EXERCISE INSTRUCTIONS:
Select and reproduce each line of the listing below that bears the string "CodeNotFound".

· · ·

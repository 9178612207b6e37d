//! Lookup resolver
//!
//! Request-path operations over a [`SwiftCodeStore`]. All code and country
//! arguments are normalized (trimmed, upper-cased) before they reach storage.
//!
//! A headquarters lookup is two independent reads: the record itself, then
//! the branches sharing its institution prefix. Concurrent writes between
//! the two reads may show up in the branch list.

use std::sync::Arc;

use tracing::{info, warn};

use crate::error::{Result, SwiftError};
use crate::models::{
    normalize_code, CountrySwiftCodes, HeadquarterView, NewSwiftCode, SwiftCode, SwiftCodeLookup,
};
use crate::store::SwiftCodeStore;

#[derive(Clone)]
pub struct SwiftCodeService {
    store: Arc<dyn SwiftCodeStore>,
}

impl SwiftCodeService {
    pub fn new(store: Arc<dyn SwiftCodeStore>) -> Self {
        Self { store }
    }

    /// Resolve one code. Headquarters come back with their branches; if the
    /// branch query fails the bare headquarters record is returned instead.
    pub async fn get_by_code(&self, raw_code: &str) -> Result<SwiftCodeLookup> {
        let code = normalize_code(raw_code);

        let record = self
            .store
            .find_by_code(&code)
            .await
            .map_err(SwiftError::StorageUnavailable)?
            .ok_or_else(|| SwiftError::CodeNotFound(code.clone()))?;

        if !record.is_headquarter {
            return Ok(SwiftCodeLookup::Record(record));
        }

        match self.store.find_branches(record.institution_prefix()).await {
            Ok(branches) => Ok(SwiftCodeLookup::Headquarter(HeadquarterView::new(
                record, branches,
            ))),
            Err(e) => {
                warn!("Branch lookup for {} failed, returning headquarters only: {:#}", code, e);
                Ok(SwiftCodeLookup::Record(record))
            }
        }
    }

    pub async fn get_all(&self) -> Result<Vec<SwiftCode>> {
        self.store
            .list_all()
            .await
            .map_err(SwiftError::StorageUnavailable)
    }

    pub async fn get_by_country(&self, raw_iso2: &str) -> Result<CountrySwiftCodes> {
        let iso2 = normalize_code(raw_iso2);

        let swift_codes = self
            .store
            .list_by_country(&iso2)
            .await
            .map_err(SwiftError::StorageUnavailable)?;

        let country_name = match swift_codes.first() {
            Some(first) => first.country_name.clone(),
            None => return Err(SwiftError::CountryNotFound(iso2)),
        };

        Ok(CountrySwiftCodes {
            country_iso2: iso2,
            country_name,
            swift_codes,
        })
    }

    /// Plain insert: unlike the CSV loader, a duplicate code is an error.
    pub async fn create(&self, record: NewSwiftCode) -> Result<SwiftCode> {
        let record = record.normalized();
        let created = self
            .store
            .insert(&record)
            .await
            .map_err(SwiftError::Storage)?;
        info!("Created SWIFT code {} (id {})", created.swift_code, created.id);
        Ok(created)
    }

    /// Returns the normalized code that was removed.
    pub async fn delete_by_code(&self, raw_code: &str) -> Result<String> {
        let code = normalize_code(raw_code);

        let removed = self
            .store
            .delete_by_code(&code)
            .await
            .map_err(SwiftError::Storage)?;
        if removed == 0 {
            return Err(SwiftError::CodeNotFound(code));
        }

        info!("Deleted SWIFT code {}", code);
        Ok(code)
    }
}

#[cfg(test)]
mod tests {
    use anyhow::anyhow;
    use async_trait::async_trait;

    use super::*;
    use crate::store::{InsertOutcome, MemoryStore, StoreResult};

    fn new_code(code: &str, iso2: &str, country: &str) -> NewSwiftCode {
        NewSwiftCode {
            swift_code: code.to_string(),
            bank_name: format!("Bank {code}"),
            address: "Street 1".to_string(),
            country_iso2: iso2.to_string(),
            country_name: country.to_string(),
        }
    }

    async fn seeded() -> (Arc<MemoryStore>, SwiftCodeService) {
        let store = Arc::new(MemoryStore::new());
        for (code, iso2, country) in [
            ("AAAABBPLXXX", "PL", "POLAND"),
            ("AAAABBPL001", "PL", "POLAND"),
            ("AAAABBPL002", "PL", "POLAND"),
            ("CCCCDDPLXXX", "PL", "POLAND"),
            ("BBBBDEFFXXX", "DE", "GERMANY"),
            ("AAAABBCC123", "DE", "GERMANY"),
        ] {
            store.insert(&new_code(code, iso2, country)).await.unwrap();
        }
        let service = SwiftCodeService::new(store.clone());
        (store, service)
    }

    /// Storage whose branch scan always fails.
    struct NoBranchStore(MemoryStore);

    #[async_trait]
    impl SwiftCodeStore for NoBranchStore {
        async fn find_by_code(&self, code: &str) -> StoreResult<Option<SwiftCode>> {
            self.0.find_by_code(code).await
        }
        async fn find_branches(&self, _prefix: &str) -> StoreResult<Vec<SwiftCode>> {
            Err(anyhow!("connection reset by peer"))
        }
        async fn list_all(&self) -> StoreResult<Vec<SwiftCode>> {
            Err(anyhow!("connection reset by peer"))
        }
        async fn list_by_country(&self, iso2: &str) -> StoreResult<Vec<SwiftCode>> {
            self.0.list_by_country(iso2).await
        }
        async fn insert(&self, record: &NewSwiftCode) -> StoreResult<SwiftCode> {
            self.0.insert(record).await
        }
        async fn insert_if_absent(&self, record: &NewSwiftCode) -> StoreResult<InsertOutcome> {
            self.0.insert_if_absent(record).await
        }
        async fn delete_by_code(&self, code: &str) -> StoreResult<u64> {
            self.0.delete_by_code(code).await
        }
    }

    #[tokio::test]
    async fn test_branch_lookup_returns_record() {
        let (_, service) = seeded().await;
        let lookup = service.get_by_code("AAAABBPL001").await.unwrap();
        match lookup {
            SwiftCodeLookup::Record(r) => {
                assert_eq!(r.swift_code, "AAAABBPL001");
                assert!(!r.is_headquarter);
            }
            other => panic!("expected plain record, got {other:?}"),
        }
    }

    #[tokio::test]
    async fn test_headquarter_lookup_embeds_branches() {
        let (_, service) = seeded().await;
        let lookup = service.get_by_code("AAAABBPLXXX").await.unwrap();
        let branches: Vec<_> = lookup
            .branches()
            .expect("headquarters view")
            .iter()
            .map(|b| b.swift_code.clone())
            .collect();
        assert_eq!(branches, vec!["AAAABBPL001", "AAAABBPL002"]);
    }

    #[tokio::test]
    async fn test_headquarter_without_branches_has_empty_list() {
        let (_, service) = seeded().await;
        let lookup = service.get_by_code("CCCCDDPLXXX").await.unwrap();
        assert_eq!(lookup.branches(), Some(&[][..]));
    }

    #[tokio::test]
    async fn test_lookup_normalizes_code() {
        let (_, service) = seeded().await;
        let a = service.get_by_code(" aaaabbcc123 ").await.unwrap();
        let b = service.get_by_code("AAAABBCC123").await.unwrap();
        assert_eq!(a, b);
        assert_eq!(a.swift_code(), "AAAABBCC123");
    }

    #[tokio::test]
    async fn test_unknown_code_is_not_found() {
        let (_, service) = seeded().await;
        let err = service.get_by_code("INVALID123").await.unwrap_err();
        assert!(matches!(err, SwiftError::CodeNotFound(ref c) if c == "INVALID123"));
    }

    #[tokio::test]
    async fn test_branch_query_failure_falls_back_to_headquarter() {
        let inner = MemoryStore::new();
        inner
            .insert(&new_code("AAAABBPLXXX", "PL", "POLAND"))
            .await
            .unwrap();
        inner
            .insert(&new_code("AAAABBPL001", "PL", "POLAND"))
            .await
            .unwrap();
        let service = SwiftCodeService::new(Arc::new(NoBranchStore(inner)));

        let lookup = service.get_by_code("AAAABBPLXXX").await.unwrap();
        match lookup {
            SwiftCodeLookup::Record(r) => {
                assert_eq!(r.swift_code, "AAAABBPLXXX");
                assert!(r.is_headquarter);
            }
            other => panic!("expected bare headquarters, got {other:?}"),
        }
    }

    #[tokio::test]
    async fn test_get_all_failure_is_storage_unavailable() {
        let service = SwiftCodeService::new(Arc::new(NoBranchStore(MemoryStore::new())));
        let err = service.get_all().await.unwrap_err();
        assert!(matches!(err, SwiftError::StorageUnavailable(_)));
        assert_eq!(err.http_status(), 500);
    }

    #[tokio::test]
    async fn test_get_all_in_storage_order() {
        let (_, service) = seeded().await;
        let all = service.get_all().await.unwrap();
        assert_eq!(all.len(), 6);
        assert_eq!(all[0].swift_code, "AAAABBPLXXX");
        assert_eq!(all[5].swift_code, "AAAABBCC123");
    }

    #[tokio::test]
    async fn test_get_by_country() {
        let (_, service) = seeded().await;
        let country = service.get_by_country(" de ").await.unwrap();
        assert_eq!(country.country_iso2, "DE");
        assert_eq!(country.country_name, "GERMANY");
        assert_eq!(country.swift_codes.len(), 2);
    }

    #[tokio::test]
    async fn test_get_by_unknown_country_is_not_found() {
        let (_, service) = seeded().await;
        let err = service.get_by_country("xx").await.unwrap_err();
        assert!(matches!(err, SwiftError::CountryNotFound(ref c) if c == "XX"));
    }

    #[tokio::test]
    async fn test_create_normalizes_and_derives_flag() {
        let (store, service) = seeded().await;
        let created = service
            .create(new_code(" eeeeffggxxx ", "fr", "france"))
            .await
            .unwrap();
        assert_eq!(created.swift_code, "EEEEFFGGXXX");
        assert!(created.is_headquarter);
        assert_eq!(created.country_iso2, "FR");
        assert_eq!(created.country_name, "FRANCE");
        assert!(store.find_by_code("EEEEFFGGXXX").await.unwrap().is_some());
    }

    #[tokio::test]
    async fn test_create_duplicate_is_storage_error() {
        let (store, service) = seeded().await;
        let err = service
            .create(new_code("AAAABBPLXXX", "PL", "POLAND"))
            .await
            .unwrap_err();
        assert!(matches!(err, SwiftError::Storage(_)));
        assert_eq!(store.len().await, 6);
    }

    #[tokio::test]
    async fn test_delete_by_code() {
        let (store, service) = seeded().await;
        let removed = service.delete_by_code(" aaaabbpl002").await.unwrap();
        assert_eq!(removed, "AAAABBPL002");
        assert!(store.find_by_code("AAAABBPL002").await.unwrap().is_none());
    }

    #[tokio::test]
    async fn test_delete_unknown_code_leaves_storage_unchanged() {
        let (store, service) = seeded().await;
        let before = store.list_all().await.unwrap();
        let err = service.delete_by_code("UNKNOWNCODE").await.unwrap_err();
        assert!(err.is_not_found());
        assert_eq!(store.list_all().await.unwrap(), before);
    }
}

· · ·

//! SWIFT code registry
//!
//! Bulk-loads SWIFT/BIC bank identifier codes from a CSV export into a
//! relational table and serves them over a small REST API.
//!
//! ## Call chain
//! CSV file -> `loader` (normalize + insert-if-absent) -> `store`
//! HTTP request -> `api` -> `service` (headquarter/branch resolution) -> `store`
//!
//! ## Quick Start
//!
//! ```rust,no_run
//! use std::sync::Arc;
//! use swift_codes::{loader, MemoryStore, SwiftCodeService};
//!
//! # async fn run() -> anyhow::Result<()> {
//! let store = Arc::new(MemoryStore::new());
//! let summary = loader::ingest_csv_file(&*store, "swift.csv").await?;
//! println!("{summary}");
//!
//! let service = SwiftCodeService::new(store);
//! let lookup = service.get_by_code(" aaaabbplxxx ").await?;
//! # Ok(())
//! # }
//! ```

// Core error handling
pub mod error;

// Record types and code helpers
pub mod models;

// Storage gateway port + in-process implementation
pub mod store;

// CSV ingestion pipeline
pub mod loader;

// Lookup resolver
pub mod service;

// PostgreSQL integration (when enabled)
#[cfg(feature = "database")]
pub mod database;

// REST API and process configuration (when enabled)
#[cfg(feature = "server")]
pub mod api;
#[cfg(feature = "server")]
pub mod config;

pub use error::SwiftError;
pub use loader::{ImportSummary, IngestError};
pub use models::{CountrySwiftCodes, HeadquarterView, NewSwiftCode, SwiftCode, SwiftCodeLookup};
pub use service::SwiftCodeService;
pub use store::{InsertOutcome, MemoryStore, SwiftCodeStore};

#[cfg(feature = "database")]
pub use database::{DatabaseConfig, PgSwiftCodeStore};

· · ·

RESPONSE FOR THIS EXERCISE:
            .ok_or_else(|| SwiftError::CodeNotFound(code.clone()))?;
            return Err(SwiftError::CodeNotFound(code));
        assert!(matches!(err, SwiftError::CodeNotFound(ref c) if c == "INVALID123"));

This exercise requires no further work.